WHAT IS NEEDED: Report each line of the data that contains the string "PrintMediaGenerator".

----------

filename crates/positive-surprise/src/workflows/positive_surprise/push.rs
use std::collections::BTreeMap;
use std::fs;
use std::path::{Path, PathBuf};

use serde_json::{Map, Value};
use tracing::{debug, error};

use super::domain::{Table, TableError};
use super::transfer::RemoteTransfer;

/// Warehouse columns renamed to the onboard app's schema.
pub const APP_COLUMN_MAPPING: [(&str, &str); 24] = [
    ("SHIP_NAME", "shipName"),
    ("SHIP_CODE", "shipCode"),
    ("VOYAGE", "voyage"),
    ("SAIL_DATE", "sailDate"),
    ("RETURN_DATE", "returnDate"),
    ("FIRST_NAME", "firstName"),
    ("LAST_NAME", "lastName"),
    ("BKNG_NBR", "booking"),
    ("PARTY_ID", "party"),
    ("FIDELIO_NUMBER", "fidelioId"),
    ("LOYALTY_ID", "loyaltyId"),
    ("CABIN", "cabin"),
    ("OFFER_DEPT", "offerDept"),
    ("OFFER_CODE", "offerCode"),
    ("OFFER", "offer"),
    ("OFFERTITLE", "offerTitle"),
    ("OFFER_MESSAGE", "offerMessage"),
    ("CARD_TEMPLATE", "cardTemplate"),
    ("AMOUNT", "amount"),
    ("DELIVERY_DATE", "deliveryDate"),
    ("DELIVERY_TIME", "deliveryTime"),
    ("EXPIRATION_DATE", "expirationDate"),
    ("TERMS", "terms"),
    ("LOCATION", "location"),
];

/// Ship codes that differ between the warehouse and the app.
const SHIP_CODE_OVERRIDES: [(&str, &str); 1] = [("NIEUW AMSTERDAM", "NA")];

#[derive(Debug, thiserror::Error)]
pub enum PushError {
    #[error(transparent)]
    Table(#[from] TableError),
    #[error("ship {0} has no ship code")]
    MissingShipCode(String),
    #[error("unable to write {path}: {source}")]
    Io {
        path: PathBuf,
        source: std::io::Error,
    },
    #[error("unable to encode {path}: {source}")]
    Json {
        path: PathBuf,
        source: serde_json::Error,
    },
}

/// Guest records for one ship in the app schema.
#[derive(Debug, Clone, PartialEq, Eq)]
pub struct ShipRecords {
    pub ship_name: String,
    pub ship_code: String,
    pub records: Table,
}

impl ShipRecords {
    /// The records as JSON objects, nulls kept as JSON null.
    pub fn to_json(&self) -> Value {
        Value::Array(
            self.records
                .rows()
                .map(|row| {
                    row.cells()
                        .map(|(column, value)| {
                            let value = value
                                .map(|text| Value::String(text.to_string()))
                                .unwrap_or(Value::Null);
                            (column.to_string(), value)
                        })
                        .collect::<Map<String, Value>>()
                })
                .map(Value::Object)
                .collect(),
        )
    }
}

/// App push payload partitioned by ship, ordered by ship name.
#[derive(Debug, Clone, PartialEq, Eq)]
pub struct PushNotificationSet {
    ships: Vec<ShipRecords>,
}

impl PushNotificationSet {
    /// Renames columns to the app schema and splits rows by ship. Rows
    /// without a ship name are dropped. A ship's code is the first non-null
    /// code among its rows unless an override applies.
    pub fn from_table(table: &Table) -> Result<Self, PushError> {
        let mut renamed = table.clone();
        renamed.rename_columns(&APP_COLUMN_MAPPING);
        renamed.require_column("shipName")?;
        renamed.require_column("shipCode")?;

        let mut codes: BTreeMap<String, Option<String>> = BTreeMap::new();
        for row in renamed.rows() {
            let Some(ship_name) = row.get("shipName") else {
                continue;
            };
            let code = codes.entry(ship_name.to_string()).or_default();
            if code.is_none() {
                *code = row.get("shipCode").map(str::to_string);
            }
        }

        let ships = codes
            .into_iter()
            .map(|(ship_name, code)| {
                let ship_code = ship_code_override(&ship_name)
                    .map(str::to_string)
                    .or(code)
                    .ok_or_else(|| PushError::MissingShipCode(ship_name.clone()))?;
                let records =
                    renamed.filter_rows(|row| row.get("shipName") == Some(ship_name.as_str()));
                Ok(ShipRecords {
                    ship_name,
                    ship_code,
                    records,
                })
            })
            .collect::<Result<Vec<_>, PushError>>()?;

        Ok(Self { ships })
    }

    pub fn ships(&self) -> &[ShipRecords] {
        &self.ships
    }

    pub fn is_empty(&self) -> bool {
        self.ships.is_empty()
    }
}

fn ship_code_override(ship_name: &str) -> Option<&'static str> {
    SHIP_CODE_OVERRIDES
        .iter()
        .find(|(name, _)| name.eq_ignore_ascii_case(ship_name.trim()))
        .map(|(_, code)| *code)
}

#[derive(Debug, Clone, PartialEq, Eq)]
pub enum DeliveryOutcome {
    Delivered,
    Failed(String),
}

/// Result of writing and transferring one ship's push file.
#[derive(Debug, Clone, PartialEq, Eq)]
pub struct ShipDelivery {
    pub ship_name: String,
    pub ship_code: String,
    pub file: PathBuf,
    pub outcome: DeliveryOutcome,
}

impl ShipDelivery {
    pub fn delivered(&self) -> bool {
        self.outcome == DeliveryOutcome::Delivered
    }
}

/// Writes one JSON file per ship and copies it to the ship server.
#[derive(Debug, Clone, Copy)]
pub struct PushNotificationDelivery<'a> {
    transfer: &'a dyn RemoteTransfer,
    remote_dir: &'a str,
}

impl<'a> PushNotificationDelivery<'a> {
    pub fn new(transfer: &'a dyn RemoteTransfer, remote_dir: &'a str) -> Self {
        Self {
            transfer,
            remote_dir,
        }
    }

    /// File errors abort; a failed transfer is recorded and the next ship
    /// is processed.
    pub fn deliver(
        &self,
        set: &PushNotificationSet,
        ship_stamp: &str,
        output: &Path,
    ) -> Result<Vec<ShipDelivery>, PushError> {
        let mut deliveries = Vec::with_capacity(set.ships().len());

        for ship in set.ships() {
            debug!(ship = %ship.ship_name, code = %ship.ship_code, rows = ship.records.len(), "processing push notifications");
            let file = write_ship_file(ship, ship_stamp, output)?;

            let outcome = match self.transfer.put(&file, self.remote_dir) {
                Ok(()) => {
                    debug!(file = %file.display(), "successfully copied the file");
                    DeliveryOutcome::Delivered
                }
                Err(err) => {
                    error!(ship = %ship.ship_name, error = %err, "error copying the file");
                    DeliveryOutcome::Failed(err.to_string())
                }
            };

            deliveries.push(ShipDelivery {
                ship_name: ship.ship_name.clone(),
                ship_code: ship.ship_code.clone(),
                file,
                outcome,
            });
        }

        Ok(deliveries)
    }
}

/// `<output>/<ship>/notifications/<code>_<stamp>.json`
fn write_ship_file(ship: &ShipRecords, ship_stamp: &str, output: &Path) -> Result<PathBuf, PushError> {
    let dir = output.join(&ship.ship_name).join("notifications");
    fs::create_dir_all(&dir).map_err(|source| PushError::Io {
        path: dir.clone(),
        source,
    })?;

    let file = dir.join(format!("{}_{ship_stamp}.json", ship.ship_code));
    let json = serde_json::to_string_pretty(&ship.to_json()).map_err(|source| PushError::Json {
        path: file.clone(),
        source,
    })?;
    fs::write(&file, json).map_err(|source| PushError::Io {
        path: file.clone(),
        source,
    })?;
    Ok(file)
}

----------

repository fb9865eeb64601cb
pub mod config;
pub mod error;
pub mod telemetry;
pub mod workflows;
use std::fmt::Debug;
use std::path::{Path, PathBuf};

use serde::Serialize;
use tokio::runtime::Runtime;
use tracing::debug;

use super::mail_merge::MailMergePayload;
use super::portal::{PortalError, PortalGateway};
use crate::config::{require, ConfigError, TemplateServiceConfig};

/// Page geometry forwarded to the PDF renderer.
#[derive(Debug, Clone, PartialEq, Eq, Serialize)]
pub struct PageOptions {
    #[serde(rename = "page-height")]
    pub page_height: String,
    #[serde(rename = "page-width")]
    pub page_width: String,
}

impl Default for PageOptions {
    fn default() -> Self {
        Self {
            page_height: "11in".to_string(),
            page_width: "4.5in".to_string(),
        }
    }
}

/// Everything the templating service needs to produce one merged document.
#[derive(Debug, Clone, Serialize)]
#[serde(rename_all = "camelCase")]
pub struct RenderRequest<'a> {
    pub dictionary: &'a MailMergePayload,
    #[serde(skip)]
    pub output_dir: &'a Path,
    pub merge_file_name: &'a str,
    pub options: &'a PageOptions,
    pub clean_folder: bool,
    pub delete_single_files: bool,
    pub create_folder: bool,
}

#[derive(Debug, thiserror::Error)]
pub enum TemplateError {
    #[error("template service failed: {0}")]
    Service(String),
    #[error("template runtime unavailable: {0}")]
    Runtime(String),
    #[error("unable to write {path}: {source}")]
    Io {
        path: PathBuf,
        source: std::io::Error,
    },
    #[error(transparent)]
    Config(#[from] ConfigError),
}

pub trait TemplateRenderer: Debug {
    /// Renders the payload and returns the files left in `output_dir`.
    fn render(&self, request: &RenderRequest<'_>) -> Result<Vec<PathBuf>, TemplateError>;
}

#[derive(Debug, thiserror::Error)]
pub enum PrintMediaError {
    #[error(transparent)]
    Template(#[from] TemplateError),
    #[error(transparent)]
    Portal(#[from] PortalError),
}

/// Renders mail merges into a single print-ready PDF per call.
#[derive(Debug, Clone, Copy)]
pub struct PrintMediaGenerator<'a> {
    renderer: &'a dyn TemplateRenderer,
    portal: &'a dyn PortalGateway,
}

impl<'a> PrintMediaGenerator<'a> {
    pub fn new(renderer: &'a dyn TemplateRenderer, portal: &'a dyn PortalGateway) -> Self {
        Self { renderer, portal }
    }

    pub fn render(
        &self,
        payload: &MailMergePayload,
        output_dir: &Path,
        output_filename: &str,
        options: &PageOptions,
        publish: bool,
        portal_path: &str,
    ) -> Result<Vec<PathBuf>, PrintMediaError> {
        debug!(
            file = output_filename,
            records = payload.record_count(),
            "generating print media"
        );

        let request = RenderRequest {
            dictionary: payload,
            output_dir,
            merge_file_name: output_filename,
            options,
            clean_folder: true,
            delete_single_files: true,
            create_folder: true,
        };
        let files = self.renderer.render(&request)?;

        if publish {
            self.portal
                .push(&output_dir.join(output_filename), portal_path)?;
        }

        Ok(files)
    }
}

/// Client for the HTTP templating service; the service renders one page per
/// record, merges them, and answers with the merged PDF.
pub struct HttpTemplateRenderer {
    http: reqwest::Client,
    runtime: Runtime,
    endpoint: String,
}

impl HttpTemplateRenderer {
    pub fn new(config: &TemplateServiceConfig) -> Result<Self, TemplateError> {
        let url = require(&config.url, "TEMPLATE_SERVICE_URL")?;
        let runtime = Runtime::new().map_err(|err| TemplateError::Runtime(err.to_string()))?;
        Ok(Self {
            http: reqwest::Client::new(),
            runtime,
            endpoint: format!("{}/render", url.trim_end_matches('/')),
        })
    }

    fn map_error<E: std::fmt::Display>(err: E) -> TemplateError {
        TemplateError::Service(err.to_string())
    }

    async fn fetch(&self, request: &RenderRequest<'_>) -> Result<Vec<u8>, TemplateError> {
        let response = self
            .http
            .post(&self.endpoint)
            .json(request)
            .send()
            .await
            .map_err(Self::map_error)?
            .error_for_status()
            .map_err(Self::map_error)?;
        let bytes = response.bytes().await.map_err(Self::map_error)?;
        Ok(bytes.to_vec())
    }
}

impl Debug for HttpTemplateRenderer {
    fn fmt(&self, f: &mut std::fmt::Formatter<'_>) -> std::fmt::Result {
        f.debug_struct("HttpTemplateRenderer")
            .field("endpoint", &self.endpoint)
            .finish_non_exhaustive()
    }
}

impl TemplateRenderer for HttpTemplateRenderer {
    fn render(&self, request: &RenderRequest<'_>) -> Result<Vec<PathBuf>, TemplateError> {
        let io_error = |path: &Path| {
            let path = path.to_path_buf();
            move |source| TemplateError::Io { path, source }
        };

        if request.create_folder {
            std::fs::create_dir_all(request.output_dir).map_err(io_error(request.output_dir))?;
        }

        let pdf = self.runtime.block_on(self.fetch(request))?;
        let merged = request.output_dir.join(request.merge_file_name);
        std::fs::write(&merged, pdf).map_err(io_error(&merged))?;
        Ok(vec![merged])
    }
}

----------

EXERCISE ANSWER:
pub struct PrintMediaGenerator<'a> {
impl<'a> PrintMediaGenerator<'a> {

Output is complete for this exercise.